Here’s an example configuration of a Flash briefing skill that will tell you who is at home:

# Example configuration.yaml entry
alexa:
  flash_briefings:
    whoishome:
      - title: Who's at home?
        text: >
          {%- if is_state('device_tracker.paulus', 'home') and
                 is_state('device_tracker.anne_therese', 'home') -%}
            You are both home, you silly
          {%- else -%}
            Anne Therese is at {{ states("device_tracker.anne_therese") }}
            and Paulus is at {{ states("device_tracker.paulus") }}
          {% endif %}

You can add multiple items for a feed if you want. The Amazon required uid and timestamp will be randomly generated at startup and change at every restart of Home Assistant.

Please refer to the Amazon documentation for more information about allowed configuration parameters and formats.
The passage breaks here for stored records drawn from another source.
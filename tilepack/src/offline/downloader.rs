//! State machine driving one region download.
//!
//! ```text
//! Created ──start()──► Downloading ──┬── pack complete ──► Completed
//!                                    ├── engine error ───► Failed
//!                                    └── tile limit ─────► LimitExceeded
//! ```
//!
//! A downloader only acts on events whose pack context equals the context
//! captured at creation. Exactly one terminal transition is acted upon;
//! late or duplicate events after that are ignored.

use std::sync::atomic::{AtomicBool, Ordering};
use std::sync::Arc;

use parking_lot::Mutex;
use tokio::sync::{mpsc, oneshot};
use tokio_util::sync::CancellationToken;
use tracing::{debug, info, trace, warn};

use super::channel::{ProgressChannel, ProgressEvent};
use super::error::OfflineError;
use super::manager::ManagerShared;
use super::registry::Ticket;
use crate::engine::{PackEvent, PackHandle, PackState};
use crate::region::RegionRecord;

/// Final result of one download, delivered once.
pub(crate) type DownloadResult = Result<(), OfflineError>;

/// Lifecycle state of a [`Downloader`].
#[derive(Debug, Clone, Copy, PartialEq, Eq)]
pub enum DownloadState {
    Created,
    Downloading,
    Completed,
    Failed,
    LimitExceeded,
}

impl DownloadState {
    pub fn is_terminal(&self) -> bool {
        matches!(
            self,
            DownloadState::Completed | DownloadState::Failed | DownloadState::LimitExceeded
        )
    }
}

/// Terminal transition selected by [`Downloader::handle_event`].
#[derive(Debug, Clone, PartialEq)]
pub(crate) enum Terminal {
    Completed,
    Failed(String),
    LimitExceeded(u64),
}

/// Drives one pack from creation to a terminal state.
#[derive(Debug)]
pub struct Downloader {
    record: RegionRecord,
    pack: PackHandle,
    channel: ProgressChannel,
    ticket: Ticket,
    state: Mutex<DownloadState>,
    completed: AtomicBool,
    result: Mutex<Option<oneshot::Sender<DownloadResult>>>,
}

impl Downloader {
    pub(crate) fn new(
        record: RegionRecord,
        pack: PackHandle,
        channel: ProgressChannel,
        ticket: Ticket,
        result: oneshot::Sender<DownloadResult>,
    ) -> Self {
        Self {
            record,
            pack,
            channel,
            ticket,
            state: Mutex::new(DownloadState::Created),
            completed: AtomicBool::new(false),
            result: Mutex::new(Some(result)),
        }
    }

    pub fn record(&self) -> &RegionRecord {
        &self.record
    }

    pub fn pack(&self) -> &PackHandle {
        &self.pack
    }

    pub fn state(&self) -> DownloadState {
        *self.state.lock()
    }

    /// Enter `Downloading` and announce the start.
    pub(crate) fn start(&self) {
        *self.state.lock() = DownloadState::Downloading;
        self.channel.emit(ProgressEvent::Start);
        debug!(region_id = self.record.id(), pack_id = self.pack.id, "Download started");
    }

    /// Set the completion flag. Only the first caller gets `true`.
    fn try_complete(&self) -> bool {
        !self.completed.swap(true, Ordering::SeqCst)
    }

    /// React to an engine event. Returns the terminal transition to perform,
    /// if this event ends the download.
    pub(crate) fn handle_event(&self, event: &PackEvent) -> Option<Terminal> {
        if event.pack().context != self.pack.context {
            trace!(
                region_id = self.record.id(),
                pack_id = event.pack().id,
                "Ignoring event for another pack"
            );
            return None;
        }
        if self.completed.load(Ordering::SeqCst) {
            trace!(region_id = self.record.id(), "Ignoring event after completion");
            return None;
        }

        match event {
            PackEvent::Progress {
                progress, state, ..
            } => {
                let done = *state == PackState::Complete || progress.is_complete();
                let percent = if done { 100.0 } else { progress.percent() };
                self.channel.emit(ProgressEvent::Progress { progress: percent });

                (done && self.try_complete()).then_some(Terminal::Completed)
            }
            PackEvent::Error { message, .. } => self
                .try_complete()
                .then(|| Terminal::Failed(message.clone())),
            PackEvent::TileCountLimitExceeded { maximum, .. } => self
                .try_complete()
                .then_some(Terminal::LimitExceeded(*maximum)),
        }
    }

    fn resolve(&self, result: DownloadResult) {
        if let Some(tx) = self.result.lock().take() {
            // Caller may have stopped waiting
            let _ = tx.send(result);
        }
    }

    /// Perform the side effects of a terminal transition.
    ///
    /// The result is resolved last, after cleanup and release, so a caller
    /// woken by it sees the registry and store already settled.
    pub(crate) async fn finish(&self, terminal: Terminal, shared: &ManagerShared) {
        let id = self.record.id();

        let result = match terminal {
            Terminal::Completed => {
                *self.state.lock() = DownloadState::Completed;
                self.channel.emit(ProgressEvent::Success);
                info!(region_id = id, "Region download complete");
                Ok(())
            }
            Terminal::Failed(message) => {
                *self.state.lock() = DownloadState::Failed;
                warn!(region_id = id, error = %message, "Region download failed");
                Err(OfflineError::DownloadError(message))
            }
            Terminal::LimitExceeded(maximum) => {
                *self.state.lock() = DownloadState::LimitExceeded;
                warn!(region_id = id, maximum, "Region download hit tile count limit");
                Err(OfflineError::TileCountLimitExceeded { maximum })
            }
        };

        if let Err(error) = &result {
            self.channel.emit(ProgressEvent::Error {
                code: error.code().to_string(),
                message: Some(error.to_string()),
            });

            // The partial pack is unusable
            if let Err(e) = shared.discard_region(id).await {
                debug!(region_id = id, error = %e, "Cleanup of failed region did not complete");
            }
        }

        self.close(shared);
        self.resolve(result);
    }

    /// Leave the registry and tear down the progress channel.
    ///
    /// Only this downloader's own registration is removed; a successor
    /// registered for the same region after a release stays in place.
    pub(crate) fn close(&self, shared: &ManagerShared) {
        shared.registry().release_ticket(self.record.id(), self.ticket);
        self.channel.close();
    }

    /// Task loop: consume routed events until a terminal transition, a
    /// release, or shutdown.
    pub(crate) async fn run(
        self,
        mut events: mpsc::UnboundedReceiver<PackEvent>,
        shared: Arc<ManagerShared>,
        shutdown: CancellationToken,
    ) {
        let id = self.record.id();

        loop {
            tokio::select! {
                biased;

                _ = shutdown.cancelled() => {
                    debug!(region_id = id, "Downloader stopped by shutdown");
                    self.resolve(Err(OfflineError::ShutDown));
                    self.channel.close();
                    break;
                }

                received = events.recv() => match received {
                    Some(event) => {
                        if let Some(terminal) = self.handle_event(&event) {
                            self.finish(terminal, &shared).await;
                            break;
                        }
                    }
                    None => {
                        debug!(region_id = id, "Downloader released");
                        self.resolve(Err(OfflineError::Released(id)));
                        self.channel.close();
                        break;
                    }
                }
            }
        }
    }
}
Configuring your Flash Briefing skill

  • Log in to Amazon developer console
  • Click the Alexa navigation tab at the top of the console
  • Click on the “Get Started >” button under “Alexa Skills Kit”
  • Click the yellow “Add a new skill” button in the top right
    • Skill Information
      • For Skill Type select “Flash Briefing Skill API”
      • You can enter whatever name you want
      • Hit “Next”
    • Interaction Model
      • Nothing to do here
    • Configuration
      • Add new feed
        • For URL, enter https://YOUR_HOST/api/alexa/flash_briefings/BRIEFING_ID?api_password=YOUR_API_PASSWORD where BRIEFING_ID is the key you entered in your configuration (such as whoishome in the above example). NOTE: Do not use a non-standard http or https port, AWS will not connect to it.
        • You can use this specially sized Home Assistant logo as the Feed Icon
        • All other settings are up to you
        • Hit “Next”
    • Test
      • Having passed all validations to reach this screen, you can now click on “< Back to All Skills” as your flash briefing is now available as in “Development” service.
  • To invoke your flash briefing, open the Alexa app on your phone or go to the Alexa Settings Site, open the “Skills” configuration section, select “Your Skills”, scroll to the bottom, tap on the Flash Briefing Skill you just created, enable it, then manage Flash Briefing and adjust ordering as necessary. Finally ask your Echo for your “news”,”flash briefing”, or “briefing”.